EXERCISE DIRECTIONS:
Go through the entries below and collect each line with the string "enum" in it.

● ● ● ●

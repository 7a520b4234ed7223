//! Socket option storage and validation.
//!
//! A static allow-list maps `(protocol, level, name)` to a typed setter;
//! everything outside the list fails `ProtocolNotAvailable` at the boundary.
//! Values set before a channel exists are staged and replayed when the
//! channel is created; values set afterwards are applied to the live socket
//! immediately, so the very next I/O operation observes them.

use crate::error::SockError;

use parking_lot::Mutex;
use socket2::SockRef;
use std::collections::HashMap;
use std::io;
use std::os::fd::OwnedFd;
use std::time::Duration;

// Option levels and names are the POSIX constants.
pub const SOL_SOCKET: i32 = libc::SOL_SOCKET;
pub const IPPROTO_TCP: i32 = libc::IPPROTO_TCP;
pub const IPPROTO_UDP: i32 = libc::IPPROTO_UDP;

pub const SO_KEEPALIVE: i32 = libc::SO_KEEPALIVE;
pub const SO_LINGER: i32 = libc::SO_LINGER;
pub const SO_RCVBUF: i32 = libc::SO_RCVBUF;
pub const SO_SNDBUF: i32 = libc::SO_SNDBUF;
pub const SO_REUSEADDR: i32 = libc::SO_REUSEADDR;
pub const SO_BROADCAST: i32 = libc::SO_BROADCAST;
pub const SO_RCVTIMEO: i32 = libc::SO_RCVTIMEO;
pub const SO_SNDTIMEO: i32 = libc::SO_SNDTIMEO;
pub const TCP_NODELAY: i32 = libc::TCP_NODELAY;

// Pseudo-options: computed from socket state, never stored.
pub const SO_TYPE: i32 = libc::SO_TYPE;
pub const SO_ERROR: i32 = libc::SO_ERROR;
pub const SO_ACCEPTCONN: i32 = libc::SO_ACCEPTCONN;

/// Transport protocol of a socket, fixed at creation from its type.
#[derive(Debug, Clone, Copy, PartialEq, Eq)]
pub enum Proto {
  Tcp,
  Udp,
}

/// A validated socket option value.
#[derive(Debug, Clone, PartialEq, Eq)]
pub enum OptValue {
  Bool(bool),
  Int(i32),
  /// SO_LINGER: `None` disables lingering, `Some(d)` lingers up to `d`.
  Linger(Option<Duration>),
}

impl OptValue {
  pub fn as_int(&self) -> i32 {
    match self {
      OptValue::Bool(b) => *b as i32,
      OptValue::Int(v) => *v,
      OptValue::Linger(None) => 0,
      OptValue::Linger(Some(d)) => d.as_secs() as i32,
    }
  }
}

/// Options the allow-list maps onto the underlying channel.
#[derive(Debug, Clone, Copy, PartialEq, Eq, Hash)]
pub(crate) enum ChannelOpt {
  KeepAlive,
  Linger,
  RecvBuf,
  SendBuf,
  ReuseAddr,
  NoDelay,
  Broadcast,
}

/// Resolution of a `(level, name)` pair against the allow-list.
pub(crate) enum OptEntry {
  Channel(ChannelOpt),
  /// SO_RCVTIMEO / SO_SNDTIMEO alias the socket timeout (milliseconds,
  /// 0 = block forever). Handled by the socket core, not stored here.
  Timeout,
}

/// The static allow-list. Anything not matched here is not available for
/// the protocol.
pub(crate) fn lookup(proto: Proto, level: i32, name: i32) -> Result<OptEntry, SockError> {
  let entry = match (proto, level, name) {
    (Proto::Tcp, l, n) if l == SOL_SOCKET && n == SO_KEEPALIVE => OptEntry::Channel(ChannelOpt::KeepAlive),
    (Proto::Tcp, l, n) if l == SOL_SOCKET && n == SO_LINGER => OptEntry::Channel(ChannelOpt::Linger),
    (Proto::Tcp, l, n) if l == IPPROTO_TCP && n == TCP_NODELAY => OptEntry::Channel(ChannelOpt::NoDelay),
    (Proto::Udp, l, n) if l == SOL_SOCKET && n == SO_BROADCAST => OptEntry::Channel(ChannelOpt::Broadcast),
    (_, l, n) if l == SOL_SOCKET && n == SO_RCVBUF => OptEntry::Channel(ChannelOpt::RecvBuf),
    (_, l, n) if l == SOL_SOCKET && n == SO_SNDBUF => OptEntry::Channel(ChannelOpt::SendBuf),
    (_, l, n) if l == SOL_SOCKET && n == SO_REUSEADDR => OptEntry::Channel(ChannelOpt::ReuseAddr),
    (_, l, n) if l == SOL_SOCKET && (n == SO_RCVTIMEO || n == SO_SNDTIMEO) => OptEntry::Timeout,
    _ => return Err(SockError::ProtocolNotAvailable(level, name)),
  };
  Ok(entry)
}

/// Validates and normalizes a value for a channel option.
pub(crate) fn validate(opt: ChannelOpt, value: OptValue) -> Result<OptValue, SockError> {
  use ChannelOpt::*;
  match opt {
    KeepAlive | ReuseAddr | NoDelay | Broadcast => match value {
      OptValue::Bool(b) => Ok(OptValue::Bool(b)),
      OptValue::Int(v) => Ok(OptValue::Bool(v != 0)),
      other => Err(SockError::InvalidArgument(format!(
        "boolean option expects bool or int, got {:?}",
        other
      ))),
    },
    RecvBuf | SendBuf => match value {
      OptValue::Int(v) if v > 0 => Ok(OptValue::Int(v)),
      other => Err(SockError::InvalidArgument(format!(
        "buffer size expects a positive int, got {:?}",
        other
      ))),
    },
    Linger => match value {
      OptValue::Linger(l) => Ok(OptValue::Linger(l)),
      OptValue::Int(v) if v <= 0 => Ok(OptValue::Linger(None)),
      OptValue::Int(v) => Ok(OptValue::Linger(Some(Duration::from_secs(v as u64)))),
      other => Err(SockError::InvalidArgument(format!(
        "linger expects linger or int, got {:?}",
        other
      ))),
    },
  }
}

fn apply_to_fd(fd: &OwnedFd, opt: ChannelOpt, value: &OptValue) -> io::Result<()> {
  let sock = SockRef::from(fd);
  match (opt, value) {
    (ChannelOpt::KeepAlive, OptValue::Bool(b)) => sock.set_keepalive(*b),
    (ChannelOpt::Linger, OptValue::Linger(l)) => sock.set_linger(*l),
    (ChannelOpt::RecvBuf, OptValue::Int(v)) => sock.set_recv_buffer_size(*v as usize),
    (ChannelOpt::SendBuf, OptValue::Int(v)) => sock.set_send_buffer_size(*v as usize),
    (ChannelOpt::ReuseAddr, OptValue::Bool(b)) => sock.set_reuse_address(*b),
    (ChannelOpt::NoDelay, OptValue::Bool(b)) => sock.set_nodelay(*b),
    (ChannelOpt::Broadcast, OptValue::Bool(b)) => sock.set_broadcast(*b),
    // validate() normalized the value; reaching here is a table bug.
    _ => Err(io::Error::new(io::ErrorKind::InvalidInput, "option/value mismatch")),
  }
}

/// Per-socket validated option store.
#[derive(Debug)]
pub(crate) struct OptionTable {
  proto: Proto,
  values: Mutex<HashMap<(i32, i32), OptValue>>,
}

impl OptionTable {
  pub fn new(proto: Proto) -> Self {
    Self {
      proto,
      values: Mutex::new(HashMap::new()),
    }
  }

  pub fn proto(&self) -> Proto {
    self.proto
  }

  /// Validates, stores, and (when a channel exists) applies an option.
  /// Validation failures leave the stored set untouched.
  pub fn set(
    &self,
    level: i32,
    name: i32,
    value: OptValue,
    fd: Option<&OwnedFd>,
  ) -> Result<(), SockError> {
    let entry = lookup(self.proto, level, name)?;
    let opt = match entry {
      OptEntry::Channel(opt) => opt,
      OptEntry::Timeout => {
        return Err(SockError::Internal("timeout alias must be handled by the socket".into()))
      }
    };
    let value = validate(opt, value)?;
    tracing::debug!(level, name, ?value, "Setting socket option");
    if let Some(fd) = fd {
      apply_to_fd(fd, opt, &value).map_err(SockError::from_io)?;
    }
    self.values.lock().insert((level, name), value);
    Ok(())
  }

  /// Returns the staged/stored value, or the kind default when unset.
  pub fn get(&self, level: i32, name: i32) -> Result<OptValue, SockError> {
    let entry = lookup(self.proto, level, name)?;
    let opt = match entry {
      OptEntry::Channel(opt) => opt,
      OptEntry::Timeout => {
        return Err(SockError::Internal("timeout alias must be handled by the socket".into()))
      }
    };
    if let Some(v) = self.values.lock().get(&(level, name)) {
      return Ok(v.clone());
    }
    Ok(match opt {
      ChannelOpt::Linger => OptValue::Linger(None),
      ChannelOpt::RecvBuf | ChannelOpt::SendBuf => OptValue::Int(0),
      _ => OptValue::Bool(false),
    })
  }

  /// Replays every staged option onto a freshly created channel.
  pub fn apply_all(&self, fd: &OwnedFd) -> Result<(), SockError> {
    let values = self.values.lock();
    for ((level, name), value) in values.iter() {
      if let Ok(OptEntry::Channel(opt)) = lookup(self.proto, *level, *name) {
        apply_to_fd(fd, opt, value).map_err(SockError::from_io)?;
      }
    }
    Ok(())
  }

  /// Copies the current option set for an accepted child, so subsequent
  /// divergence between parent and child is independent.
  pub fn snapshot(&self) -> OptionTable {
    OptionTable {
      proto: self.proto,
      values: Mutex::new(self.values.lock().clone()),
    }
  }
}

#[cfg(test)]
mod tests {
  use super::*;

  #[test]
  fn unknown_option_is_rejected_and_store_untouched() {
    let table = OptionTable::new(Proto::Tcp);
    table
      .set(SOL_SOCKET, SO_KEEPALIVE, OptValue::Bool(true), None)
      .unwrap();
    let err = table.set(SOL_SOCKET, libc::SO_OOBINLINE, OptValue::Bool(true), None).unwrap_err();
    assert!(matches!(err, SockError::ProtocolNotAvailable(_, _)));
    assert_eq!(table.get(SOL_SOCKET, SO_KEEPALIVE).unwrap(), OptValue::Bool(true));
  }

  #[test]
  fn udp_rejects_tcp_only_options() {
    let table = OptionTable::new(Proto::Udp);
    let err = table
      .set(IPPROTO_TCP, TCP_NODELAY, OptValue::Bool(true), None)
      .unwrap_err();
    assert!(matches!(err, SockError::ProtocolNotAvailable(_, _)));
    table
      .set(SOL_SOCKET, SO_BROADCAST, OptValue::Int(1), None)
      .unwrap();
    assert_eq!(table.get(SOL_SOCKET, SO_BROADCAST).unwrap(), OptValue::Bool(true));
  }

  #[test]
  fn linger_normalizes_from_int() {
    let table = OptionTable::new(Proto::Tcp);
    table.set(SOL_SOCKET, SO_LINGER, OptValue::Int(5), None).unwrap();
    assert_eq!(
      table.get(SOL_SOCKET, SO_LINGER).unwrap(),
      OptValue::Linger(Some(Duration::from_secs(5)))
    );
    table.set(SOL_SOCKET, SO_LINGER, OptValue::Int(0), None).unwrap();
    assert_eq!(table.get(SOL_SOCKET, SO_LINGER).unwrap(), OptValue::Linger(None));
  }

  #[test]
  fn buffer_sizes_must_be_positive() {
    let table = OptionTable::new(Proto::Tcp);
    let err = table.set(SOL_SOCKET, SO_RCVBUF, OptValue::Int(0), None).unwrap_err();
    assert!(matches!(err, SockError::InvalidArgument(_)));
  }

  #[test]
  fn snapshot_diverges_independently() {
    let parent = OptionTable::new(Proto::Tcp);
    parent.set(SOL_SOCKET, SO_KEEPALIVE, OptValue::Bool(true), None).unwrap();
    let child = parent.snapshot();
    child.set(SOL_SOCKET, SO_KEEPALIVE, OptValue::Bool(false), None).unwrap();
    assert_eq!(parent.get(SOL_SOCKET, SO_KEEPALIVE).unwrap(), OptValue::Bool(true));
    assert_eq!(child.get(SOL_SOCKET, SO_KEEPALIVE).unwrap(), OptValue::Bool(false));
  }
}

● ● ● ●

EXERCISE OUTPUT:
pub enum Proto {
pub enum OptValue {
pub(crate) enum ChannelOpt {
pub(crate) enum OptEntry {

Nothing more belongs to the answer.